(Data excerpts)
-------------------------

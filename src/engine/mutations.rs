//! State-changing operations: accounts, lots, spots, reservations.
//!
//! Every mutation follows the same shape: validate, take the engine's commit
//! gate (read), acquire the lot's write lock where one is involved, re-check
//! preconditions under the lock, append the whole transaction to the WAL,
//! then apply it to memory. Nothing is visible to readers until the WAL has
//! accepted it, and compaction (the gate's sole writer) can never snapshot
//! between a transaction's fsync and its apply.

use std::sync::Arc;

use dashmap::mapref::entry::Entry;
use tokio::sync::RwLock;
use ulid::Ulid;

use crate::auth;
use crate::limits::*;
use crate::model::*;

use super::{Engine, EngineError, availability};

fn validate_email(email: &str) -> Result<(), EngineError> {
    if email.is_empty() || email.len() > MAX_EMAIL_LEN {
        return Err(EngineError::Validation("email length out of range"));
    }
    let Some((local, domain)) = email.split_once('@') else {
        return Err(EngineError::Validation("email must contain '@'"));
    };
    if local.is_empty() || domain.is_empty() {
        return Err(EngineError::Validation("email must have local and domain parts"));
    }
    Ok(())
}

fn validate_name(name: &str) -> Result<(), EngineError> {
    if name.is_empty() || name.len() > MAX_NAME_LEN {
        return Err(EngineError::Validation("name length out of range"));
    }
    Ok(())
}

fn validate_profile(profile: &LotProfile) -> Result<(), EngineError> {
    validate_name(&profile.name)?;
    if profile.address.is_empty() || profile.address.len() > MAX_ADDRESS_LEN {
        return Err(EngineError::Validation("address length out of range"));
    }
    if profile.city.is_empty() || profile.city.len() > MAX_NAME_LEN {
        return Err(EngineError::Validation("city length out of range"));
    }
    if profile.pincode.is_empty() || profile.pincode.len() > MAX_PINCODE_LEN {
        return Err(EngineError::Validation("pincode length out of range"));
    }
    if profile.area_type.len() > MAX_NAME_LEN {
        return Err(EngineError::Validation("area type too long"));
    }
    if !profile.price_per_hour.is_finite() || profile.price_per_hour <= 0.0 {
        return Err(EngineError::Validation("price per hour must be positive"));
    }
    Ok(())
}

fn validate_vehicle(vehicle: &str) -> Result<(), EngineError> {
    if vehicle.is_empty() || vehicle.len() > MAX_VEHICLE_LEN {
        return Err(EngineError::Validation("vehicle number length out of range"));
    }
    Ok(())
}

impl Engine {
    pub async fn register_user(
        &self,
        email: &str,
        password: &str,
        name: &str,
        is_admin: bool,
    ) -> Result<UserInfo, EngineError> {
        let email = email.trim().to_ascii_lowercase();
        validate_email(&email)?;
        let name = name.trim();
        validate_name(name)?;
        if password.is_empty() {
            return Err(EngineError::Validation("password must not be empty"));
        }
        if self.users.len() >= MAX_USERS {
            return Err(EngineError::LimitExceeded("user capacity reached"));
        }

        let user = User {
            id: Ulid::new(),
            email: email.clone(),
            pass_hash: auth::hash_password(password),
            name: name.to_string(),
            is_admin,
        };

        let _commit = self.commit_gate.read().await;
        // Reserve the email before hitting the WAL so two concurrent
        // registrations can't both commit the same address.
        match self.email_index.entry(email) {
            Entry::Occupied(_) => return Err(EngineError::EmailInUse(user.email)),
            Entry::Vacant(v) => {
                v.insert(user.id);
            }
        }

        let txn = vec![Event::UserRegistered { user: user.clone() }];
        if let Err(e) = self.wal_append(&txn).await {
            self.email_index.remove(&user.email);
            return Err(e);
        }
        self.apply_event(None, &txn[0]);
        Ok(UserInfo::from(&user))
    }

    /// Update a user's profile. `password: None` keeps the current hash.
    pub async fn update_user(
        &self,
        id: Ulid,
        email: &str,
        password: Option<&str>,
        name: &str,
    ) -> Result<UserInfo, EngineError> {
        let email = email.trim().to_ascii_lowercase();
        validate_email(&email)?;
        let name = name.trim();
        validate_name(name)?;

        let current = self.get_user(&id).ok_or(EngineError::NotFound(id))?;

        let _commit = self.commit_gate.read().await;
        let mut reserved_email = false;
        if email != current.email {
            match self.email_index.entry(email.clone()) {
                Entry::Occupied(_) => return Err(EngineError::EmailInUse(email)),
                Entry::Vacant(v) => {
                    v.insert(id);
                    reserved_email = true;
                }
            }
        }

        let pass_hash = match password {
            Some(p) if !p.is_empty() => auth::hash_password(p),
            Some(_) => {
                if reserved_email {
                    self.email_index.remove(&email);
                }
                return Err(EngineError::Validation("password must not be empty"));
            }
            None => current.pass_hash.clone(),
        };

        let txn = vec![Event::UserUpdated {
            id,
            email: email.clone(),
            pass_hash,
            name: name.to_string(),
        }];
        if let Err(e) = self.wal_append(&txn).await {
            if reserved_email {
                self.email_index.remove(&email);
            }
            return Err(e);
        }
        self.apply_event(None, &txn[0]);

        Ok(UserInfo {
            id,
            email,
            name: name.to_string(),
            is_admin: current.is_admin,
        })
    }

    /// Delete an account. Refused while the user holds any booking that has
    /// not yet ended; already-ended bookings are archived in the same
    /// transaction, then the cascade removes history and notifications.
    pub async fn delete_user(&self, id: Ulid, now: Ms) -> Result<(), EngineError> {
        let user = self.get_user(&id).ok_or(EngineError::NotFound(id))?;
        if user.is_admin {
            return Err(EngineError::Integrity("admin accounts cannot be deleted"));
        }

        let _commit = self.commit_gate.read().await;
        let mut guards = self.lock_all_lots().await;

        let mut txn = Vec::new();
        for (lot_id, lot) in guards.iter() {
            for booking in lot.bookings.iter().filter(|b| b.user_id == id) {
                if booking.span.end > now {
                    return Err(EngineError::Integrity(
                        "user has active or future bookings",
                    ));
                }
                txn.push(Event::BookingArchived {
                    lot_id: *lot_id,
                    booking_id: booking.id,
                    record: archive_record(lot, booking),
                });
                if lot.spot(booking.spot_id).is_some_and(|s| s.status == SpotStatus::Occupied) {
                    txn.push(Event::SpotFreed {
                        id: booking.spot_id,
                        lot_id: *lot_id,
                    });
                }
            }
        }
        txn.push(Event::UserDeleted { id });

        self.persist_and_apply_multi(&mut guards, &txn).await
    }

    /// Create a lot with `spot_count` fresh spots, atomically.
    pub async fn create_lot(
        &self,
        profile: LotProfile,
        spot_count: usize,
    ) -> Result<Ulid, EngineError> {
        validate_profile(&profile)?;
        if spot_count == 0 {
            return Err(EngineError::Validation("a lot needs at least one spot"));
        }
        if spot_count > MAX_SPOTS_PER_LOT {
            return Err(EngineError::LimitExceeded("spot count exceeds per-lot maximum"));
        }
        if self.lots.len() >= MAX_LOTS {
            return Err(EngineError::LimitExceeded("lot capacity reached"));
        }

        let id = Ulid::new();
        let mut txn = vec![Event::LotCreated {
            id,
            profile: profile.clone(),
        }];
        for _ in 0..spot_count {
            txn.push(Event::SpotAdded {
                id: Ulid::new(),
                lot_id: id,
            });
        }

        let _commit = self.commit_gate.read().await;
        self.wal_append(&txn).await?;
        let mut lot = LotState::new(id, profile);
        for event in &txn[1..] {
            self.apply_event(Some(&mut lot), event);
        }
        self.lots.insert(id, Arc::new(RwLock::new(lot)));
        Ok(id)
    }

    /// Replace a lot's profile. Existing bookings keep the cost they were
    /// priced at.
    pub async fn update_lot(&self, id: Ulid, profile: LotProfile) -> Result<(), EngineError> {
        validate_profile(&profile)?;
        let _commit = self.commit_gate.read().await;
        let lot_arc = self.get_lot(&id).ok_or(EngineError::NotFound(id))?;
        let mut lot = lot_arc.write().await;
        self.ensure_live(&lot)?;

        let txn = vec![Event::LotUpdated { id, profile }];
        self.persist_and_apply(&mut lot, &txn).await
    }

    /// Delete a lot. Refused while any booking (active or future) exists.
    pub async fn delete_lot(&self, id: Ulid) -> Result<(), EngineError> {
        let _commit = self.commit_gate.read().await;
        let lot_arc = self.get_lot(&id).ok_or(EngineError::NotFound(id))?;
        let lot = lot_arc.write().await;
        self.ensure_live(&lot)?;

        if !lot.bookings.is_empty() {
            return Err(EngineError::Integrity("lot has active or future bookings"));
        }
        if lot.spots.iter().any(|s| s.status == SpotStatus::Occupied) {
            return Err(EngineError::Integrity("lot has occupied spots"));
        }

        self.wal_append(&[Event::LotDeleted { id }]).await?;
        for spot in &lot.spots {
            self.spot_to_lot.remove(&spot.id);
        }
        // Removing the map entry while still holding the write guard keeps
        // late lock-waiters from seeing the lot as live (ensure_live fails).
        self.lots.remove(&id);
        Ok(())
    }

    pub async fn add_spot(&self, lot_id: Ulid) -> Result<Ulid, EngineError> {
        let _commit = self.commit_gate.read().await;
        let lot_arc = self.get_lot(&lot_id).ok_or(EngineError::NotFound(lot_id))?;
        let mut lot = lot_arc.write().await;
        self.ensure_live(&lot)?;

        if lot.spots.len() >= MAX_SPOTS_PER_LOT {
            return Err(EngineError::LimitExceeded("spot count exceeds per-lot maximum"));
        }

        let id = Ulid::new();
        let txn = vec![Event::SpotAdded { id, lot_id }];
        self.persist_and_apply(&mut lot, &txn).await?;
        Ok(id)
    }

    /// Remove a spot. Only allowed while the spot is free and no booking,
    /// current or future, references it.
    pub async fn remove_spot(&self, lot_id: Ulid, spot_id: Ulid) -> Result<(), EngineError> {
        let _commit = self.commit_gate.read().await;
        let lot_arc = self.get_lot(&lot_id).ok_or(EngineError::NotFound(lot_id))?;
        let mut lot = lot_arc.write().await;
        self.ensure_live(&lot)?;

        let spot = lot.spot(spot_id).ok_or(EngineError::NotFound(spot_id))?;
        if spot.status == SpotStatus::Occupied {
            return Err(EngineError::Integrity("spot is occupied"));
        }
        if lot.bookings.iter().any(|b| b.spot_id == spot_id) {
            return Err(EngineError::Integrity("spot has bookings"));
        }

        let txn = vec![Event::SpotRemoved {
            id: spot_id,
            lot_id,
        }];
        self.persist_and_apply(&mut lot, &txn).await
    }

    /// Reserve a spot in `lot_id` for `span`.
    ///
    /// With `spot: None` the first available spot is chosen. With a specific
    /// spot (picked from an earlier availability query) the spot is
    /// re-checked under the lot's write lock; if it gained an overlapping
    /// booking in between, the reservation fails with `Conflict` instead of
    /// double-booking.
    pub async fn reserve(
        &self,
        user_id: Ulid,
        lot_id: Ulid,
        spot: Option<Ulid>,
        span: Span,
        vehicle: &str,
        now: Ms,
    ) -> Result<Booking, EngineError> {
        if self.get_user(&user_id).is_none() {
            return Err(EngineError::NotFound(user_id));
        }
        availability::validate_booking_interval(&span, now)?;
        let vehicle = vehicle.trim();
        validate_vehicle(vehicle)?;

        let _commit = self.commit_gate.read().await;
        let lot_arc = self.get_lot(&lot_id).ok_or(EngineError::NotFound(lot_id))?;
        let mut lot = lot_arc.write().await;
        self.ensure_live(&lot)?;

        let spot_id = match spot {
            Some(id) => {
                if lot.spot(id).is_none() {
                    return Err(EngineError::NotFound(id));
                }
                if availability::spot_conflict(&lot, id, &span).is_some() {
                    metrics::counter!(crate::observability::BOOKING_CONFLICTS_TOTAL)
                        .increment(1);
                    return Err(EngineError::Conflict(id));
                }
                id
            }
            None => {
                let report = availability::find_availability(&lot, &span);
                *report.available.first().ok_or(EngineError::NoAvailability)?
            }
        };

        let booking = Booking {
            id: Ulid::new(),
            user_id,
            spot_id,
            span,
            cost: booking_cost(&span, lot.profile.price_per_hour),
            vehicle: vehicle.to_string(),
        };

        let txn = vec![Event::BookingCreated {
            lot_id,
            booking: booking.clone(),
        }];
        self.persist_and_apply(&mut lot, &txn).await?;
        Ok(booking)
    }

    /// Return a user's unread notifications and mark them read, in one
    /// transaction. No WAL write when the queue is empty.
    pub async fn drain_unread(&self, user_id: Ulid) -> Result<Vec<Notification>, EngineError> {
        let _commit = self.commit_gate.read().await;
        let unread = self.notices.unread(user_id);
        if unread.is_empty() {
            return Ok(unread);
        }

        let ids: Vec<Ulid> = unread.iter().map(|n| n.id).collect();
        let txn = vec![Event::NotificationsRead { user_id, ids }];
        self.wal_append(&txn).await?;
        self.apply_event(None, &txn[0]);
        Ok(unread)
    }

    /// First-boot bootstrap: create the admin account unless one exists.
    /// Returns true when the account was created on this call.
    pub async fn ensure_admin(
        &self,
        email: &str,
        password: &str,
        name: &str,
    ) -> Result<bool, EngineError> {
        if self.users.iter().any(|e| e.value().is_admin) {
            return Ok(false);
        }
        match self.register_user(email, password, name, true).await {
            Ok(_) => Ok(true),
            Err(EngineError::EmailInUse(_)) => Ok(false),
            Err(e) => Err(e),
        }
    }
}

/// Build the archival record for a booking, snapshotting the lot name.
pub(super) fn archive_record(lot: &LotState, booking: &Booking) -> HistoryRecord {
    HistoryRecord {
        id: Ulid::new(),
        user_id: booking.user_id,
        spot_id: booking.spot_id,
        lot_id: lot.id,
        lot_name: lot.profile.name.clone(),
        span: booking.span,
        cost: booking.cost,
        vehicle: booking.vehicle.clone(),
    }
}
use std::fmt;

use ulid::Ulid;

#[derive(Debug)]
pub enum EngineError {
    /// No entity with this id exists.
    NotFound(Ulid),
    /// An entity with this id already exists.
    AlreadyExists(Ulid),
    /// Another account already uses this email address.
    EmailInUse(String),
    /// The requested interval is malformed or outside the booking window.
    InvalidInterval(&'static str),
    /// A field failed validation.
    Validation(&'static str),
    /// No spot in the lot can cover the requested interval.
    NoAvailability,
    /// The chosen spot gained an overlapping booking before commit.
    Conflict(Ulid),
    /// The operation would orphan live state.
    Integrity(&'static str),
    /// A configured capacity ceiling was hit.
    LimitExceeded(&'static str),
    /// The write-ahead log rejected the transaction.
    WalError(String),
}

impl fmt::Display for EngineError {
    fn fmt(&self, f: &mut fmt::Formatter<'_>) -> fmt::Result {
        match self {
            Self::NotFound(id) => write!(f, "not found: {id}"),
            Self::AlreadyExists(id) => write!(f, "already exists: {id}"),
            Self::EmailInUse(email) => write!(f, "email already registered: {email}"),
            Self::InvalidInterval(msg) => write!(f, "invalid interval: {msg}"),
            Self::Validation(msg) => write!(f, "validation failed: {msg}"),
            Self::NoAvailability => write!(f, "no spot available for the requested interval"),
            Self::Conflict(spot_id) => {
                write!(f, "spot {spot_id} was booked concurrently, please retry")
            }
            Self::Integrity(msg) => write!(f, "integrity violation: {msg}"),
            Self::LimitExceeded(msg) => write!(f, "limit exceeded: {msg}"),
            Self::WalError(msg) => write!(f, "WAL write failed: {msg}"),
        }
    }
}

impl std::error::Error for EngineError {}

-------------------------

** TASK PROMPT **
Every line containing the string "async" is required; copy each such line from the data.

** RESULT OF THIS TASK **
    pub async fn register_user(
    pub async fn update_user(
    pub async fn delete_user(&self, id: Ulid, now: Ms) -> Result<(), EngineError> {
    pub async fn create_lot(
    pub async fn update_lot(&self, id: Ulid, profile: LotProfile) -> Result<(), EngineError> {
    pub async fn delete_lot(&self, id: Ulid) -> Result<(), EngineError> {
    pub async fn add_spot(&self, lot_id: Ulid) -> Result<Ulid, EngineError> {
    pub async fn remove_spot(&self, lot_id: Ulid, spot_id: Ulid) -> Result<(), EngineError> {
    pub async fn reserve(
    pub async fn drain_unread(&self, user_id: Ulid) -> Result<Vec<Notification>, EngineError> {
    pub async fn ensure_admin(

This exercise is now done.